Remove the soup from the heat and leave to cool slightly. Then liquidise in batches until smooth, and pass through a sieve into a clean pan. Bring back to a simmer and then stir in the crème fraîche, shredded chicken and asparagus tips and season to taste with salt and some freshly ground white pepper. Serve with some crusty fresh bread.
As an accompaniment, a bacon buttie is a zillion times better than putting chips with everything as they do in most pubs in Great Britain. I mean, who really wants soup with chips?
SERVES 4
75 g (3 oz) butter
225 g (8 oz) onions, chopped
25 g (1 oz) plain flour
900 g (2 lb) fresh or frozen peas
Salt and freshly ground white pepper
FOR THE HAM STOCK:
450 g (1-lb) piece of smoked gammon, or 1 small smoked ham hock
1 large onion
2 large carrots
3 celery sticks, sliced
3 bay leaves
½ teaspoon black peppercorns
A pinch of crushed dried chillies
2 litres (3½ pints) water
FOR THE BACON BUTTIES:
8 slices of medium-thick white bread
A little salted butter, at room temperature
1 tablespoon canola or sunflower oil
8 slices rindless smoked back bacon
For the ham stock, put all the ingredients into a pan, and bring to the boil, skimming off the scum as it rises to the surface. Lower the heat and leave to simmer for 1 hour. Strain, discarding the vegetables but reserving the piece of gammon. You want 1½ litres (2½ pints) of stock so, if you have slightly more, return to a clean pan and simmer until reduced to the required amount.
For the soup, melt the butter in a pan, add the onions, and cook gently for about 10 minutes, until soft but not browned. Stir in the flour and cook gently for 1 minute, then gradually add the stock and bring to the boil. Add the peas, bring back to the boil and simmer for 3 minutes. Meanwhile, skin the piece of gammon and chop the meat into small pieces. Remove the soup from the heat and leave to cool slightly. Then blend in a liquidiser, in batches if necessary, until smooth. Pour back into the pan and stir in the gammon and some seasoning to taste. Place the soup over a low heat and leave to reheat gently.

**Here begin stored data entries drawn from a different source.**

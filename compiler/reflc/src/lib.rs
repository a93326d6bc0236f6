//! Reflc - driver for the reflection metadata pipeline
//!
//! Library side of the `reflc` binary:
//!
//! - [`config`]: command-line options and JSON configuration files
//! - [`commands`]: `extract` and `dump` handlers returning exit codes
//! - [`mirror`]: turns extracted descriptors into a runtime
//!   [`TypeRegistry`](refl_runtime::TypeRegistry) backed by dynamic objects
//! - [`logging`]: tracing subscriber setup

pub mod commands;
pub mod config;
pub mod error;
pub mod logging;
pub mod mirror;

pub use config::{load_config, ExtractOptions};
pub use error::{ConfigError, DescriptorError};
pub use mirror::{build_registry, MirrorReport};
//! Reflected properties and their accessors.

use std::any::Any;
use std::fmt;

use refl_ir::Name;

use crate::metadata::DisplayMetadata;
use crate::object::DynamicObject;
use crate::variant::{Variant, VariantType, VariantValue};

/// Reads and writes one property on a type-erased instance.
///
/// `instance` is already projected to the declaring class. Both methods
/// return a failure value instead of panicking when the instance has an
/// unexpected concrete type.
pub trait PropertyAccessor: Send + Sync {
    fn get(&self, instance: &dyn Any) -> Option<Variant>;

    fn set(&self, instance: &mut dyn Any, value: &Variant) -> bool;
}

/// Accessor for a field of a Rust struct `C`.
pub struct FieldAccess<C, T> {
    get: fn(&C) -> &T,
    get_mut: fn(&mut C) -> &mut T,
}

impl<C, T> FieldAccess<C, T> {
    pub const fn new(get: fn(&C) -> &T, get_mut: fn(&mut C) -> &mut T) -> Self {
        FieldAccess { get, get_mut }
    }
}

impl<C: Any, T: VariantValue + Clone> PropertyAccessor for FieldAccess<C, T> {
    fn get(&self, instance: &dyn Any) -> Option<Variant> {
        let instance = instance.downcast_ref::<C>()?;
        Some((self.get)(instance).clone().into_variant())
    }

    fn set(&self, instance: &mut dyn Any, value: &Variant) -> bool {
        let (Some(instance), Some(value)) = (instance.downcast_mut::<C>(), T::from_variant(value))
        else {
            return false;
        };
        *(self.get_mut)(instance) = value;
        true
    }
}

/// Accessor for one slot of a [`DynamicObject`].
///
/// An unassigned slot reads as the zero value of its type.
pub struct DynamicSlot {
    slot: Name,
    ty: VariantType,
}

impl DynamicSlot {
    pub const fn new(slot: Name, ty: VariantType) -> Self {
        DynamicSlot { slot, ty }
    }
}

impl PropertyAccessor for DynamicSlot {
    fn get(&self, instance: &dyn Any) -> Option<Variant> {
        let object = instance.downcast_ref::<DynamicObject>()?;
        Some(
            object
                .get(self.slot)
                .cloned()
                .unwrap_or_else(|| self.ty.default_value()),
        )
    }

    fn set(&self, instance: &mut dyn Any, value: &Variant) -> bool {
        match instance.downcast_mut::<DynamicObject>() {
            Some(object) => {
                object.set(self.slot, value.clone());
                true
            }
            None => false,
        }
    }
}

/// Property of a reflected class.
pub struct MetaProperty {
    pub(crate) name: Name,
    pub(crate) ty: VariantType,
    pub(crate) owner: Name,
    pub(crate) metadata: DisplayMetadata,
    pub(crate) offset: Option<u64>,
    pub(crate) accessor: Box<dyn PropertyAccessor>,
}

impl MetaProperty {
    pub fn new(name: Name, ty: VariantType, accessor: impl PropertyAccessor + 'static) -> Self {
        MetaProperty {
            name,
            ty,
            owner: Name::NONE,
            metadata: DisplayMetadata::default(),
            offset: None,
            accessor: Box::new(accessor),
        }
    }

    /// Property stored in a [`DynamicObject`] slot of the same name.
    pub fn dynamic(name: Name, ty: VariantType) -> Self {
        Self::new(name, ty, DynamicSlot::new(name, ty))
    }

    #[must_use]
    pub fn with_offset(mut self, offset: u64) -> Self {
        self.offset = Some(offset);
        self
    }

    #[must_use]
    pub fn with_metadata(mut self, metadata: DisplayMetadata) -> Self {
        self.metadata = metadata;
        self
    }

    pub fn name(&self) -> Name {
        self.name
    }

    pub fn ty(&self) -> VariantType {
        self.ty
    }

    /// Class that declares this property.
    pub fn owner(&self) -> Name {
        self.owner
    }

    pub fn metadata(&self) -> &DisplayMetadata {
        &self.metadata
    }

    pub fn metadata_mut(&mut self) -> &mut DisplayMetadata {
        &mut self.metadata
    }

    /// Byte offset inside the declaring class, when known from layout.
    pub fn offset(&self) -> Option<u64> {
        self.offset
    }
}

impl fmt::Debug for MetaProperty {
    fn fmt(&self, f: &mut fmt::Formatter<'_>) -> fmt::Result {
        f.debug_struct("MetaProperty")
            .field("name", &self.name)
            .field("ty", &self.ty)
            .field("owner", &self.owner)
            .field("offset", &self.offset)
            .finish_non_exhaustive()
    }
}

For the bacon butties, lightly butter the slices of bread. Heat the oil in a non-stick frying pan, add the bacon rashers and fry over a medium-high heat until the edges are just turning golden. Push the bacon to the side of the pan and briefly dunk the buttered side of 4 slices of the bread in the bacon fat. Cover these slices of bread with the rashers of bacon, cover with the second slices of bread and cut in half–not into triangles! Spoon the soup into warmed soup plates and serve with the bacon butties.